• ACTION ITEM: The answer must consist of every line in the records below that contains the string "Clone".

• Stored data:

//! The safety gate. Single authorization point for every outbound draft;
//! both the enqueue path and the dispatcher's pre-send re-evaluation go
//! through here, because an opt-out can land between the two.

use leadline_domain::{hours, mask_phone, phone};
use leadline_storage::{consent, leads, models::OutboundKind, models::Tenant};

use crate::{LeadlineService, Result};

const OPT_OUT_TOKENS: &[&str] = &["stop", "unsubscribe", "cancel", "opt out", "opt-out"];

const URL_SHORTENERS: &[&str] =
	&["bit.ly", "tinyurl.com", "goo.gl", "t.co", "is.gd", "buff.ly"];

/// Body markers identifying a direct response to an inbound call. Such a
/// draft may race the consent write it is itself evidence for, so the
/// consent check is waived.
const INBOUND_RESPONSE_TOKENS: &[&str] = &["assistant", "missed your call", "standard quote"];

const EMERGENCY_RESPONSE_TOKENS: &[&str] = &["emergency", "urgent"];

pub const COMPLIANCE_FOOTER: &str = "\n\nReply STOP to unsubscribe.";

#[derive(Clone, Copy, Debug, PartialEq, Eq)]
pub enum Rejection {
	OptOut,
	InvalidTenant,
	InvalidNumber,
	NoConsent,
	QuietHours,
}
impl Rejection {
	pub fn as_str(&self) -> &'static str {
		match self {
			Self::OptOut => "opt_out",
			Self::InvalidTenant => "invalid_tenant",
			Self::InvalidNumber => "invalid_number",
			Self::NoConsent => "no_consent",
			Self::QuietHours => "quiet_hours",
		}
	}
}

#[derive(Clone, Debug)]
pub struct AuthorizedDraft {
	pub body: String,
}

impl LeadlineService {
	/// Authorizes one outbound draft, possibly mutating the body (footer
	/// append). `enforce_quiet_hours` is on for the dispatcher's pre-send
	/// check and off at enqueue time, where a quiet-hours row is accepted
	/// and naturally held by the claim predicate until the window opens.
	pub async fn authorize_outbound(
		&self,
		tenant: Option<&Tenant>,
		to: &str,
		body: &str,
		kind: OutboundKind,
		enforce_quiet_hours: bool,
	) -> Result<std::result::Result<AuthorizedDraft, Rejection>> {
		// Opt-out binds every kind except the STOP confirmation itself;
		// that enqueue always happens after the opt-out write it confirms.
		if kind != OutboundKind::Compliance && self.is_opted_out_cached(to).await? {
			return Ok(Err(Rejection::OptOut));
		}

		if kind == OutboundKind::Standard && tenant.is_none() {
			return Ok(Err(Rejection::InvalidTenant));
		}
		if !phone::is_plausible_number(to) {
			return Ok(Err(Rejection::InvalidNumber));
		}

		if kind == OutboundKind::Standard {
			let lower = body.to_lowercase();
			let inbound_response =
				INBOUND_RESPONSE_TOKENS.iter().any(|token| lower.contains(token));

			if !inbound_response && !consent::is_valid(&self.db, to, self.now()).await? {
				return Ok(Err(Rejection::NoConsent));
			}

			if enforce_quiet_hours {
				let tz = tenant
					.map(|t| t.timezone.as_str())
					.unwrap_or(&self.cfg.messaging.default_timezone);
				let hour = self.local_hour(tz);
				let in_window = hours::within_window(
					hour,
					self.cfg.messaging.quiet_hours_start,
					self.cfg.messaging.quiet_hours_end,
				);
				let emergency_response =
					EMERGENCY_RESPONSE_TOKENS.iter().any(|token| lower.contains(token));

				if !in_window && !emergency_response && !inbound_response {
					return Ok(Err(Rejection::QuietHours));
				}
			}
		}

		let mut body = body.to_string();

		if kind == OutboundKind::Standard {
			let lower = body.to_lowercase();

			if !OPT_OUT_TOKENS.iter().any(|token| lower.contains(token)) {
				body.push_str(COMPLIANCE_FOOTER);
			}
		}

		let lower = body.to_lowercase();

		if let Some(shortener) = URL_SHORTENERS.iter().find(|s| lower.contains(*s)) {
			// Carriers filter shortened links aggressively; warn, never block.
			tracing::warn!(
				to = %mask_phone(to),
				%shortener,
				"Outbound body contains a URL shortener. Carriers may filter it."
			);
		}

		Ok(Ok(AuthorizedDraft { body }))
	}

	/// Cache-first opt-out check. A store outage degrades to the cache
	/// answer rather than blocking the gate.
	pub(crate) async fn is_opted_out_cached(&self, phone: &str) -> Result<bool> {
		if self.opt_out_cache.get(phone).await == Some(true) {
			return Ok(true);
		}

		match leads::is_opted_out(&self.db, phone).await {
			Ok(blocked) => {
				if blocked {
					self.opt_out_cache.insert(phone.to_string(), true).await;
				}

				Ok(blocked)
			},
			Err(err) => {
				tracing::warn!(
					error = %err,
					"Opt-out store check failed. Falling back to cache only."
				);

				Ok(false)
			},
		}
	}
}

• RESULT OF THIS TASK:
#[derive(Clone, Copy, Debug, PartialEq, Eq)]
#[derive(Clone, Debug)]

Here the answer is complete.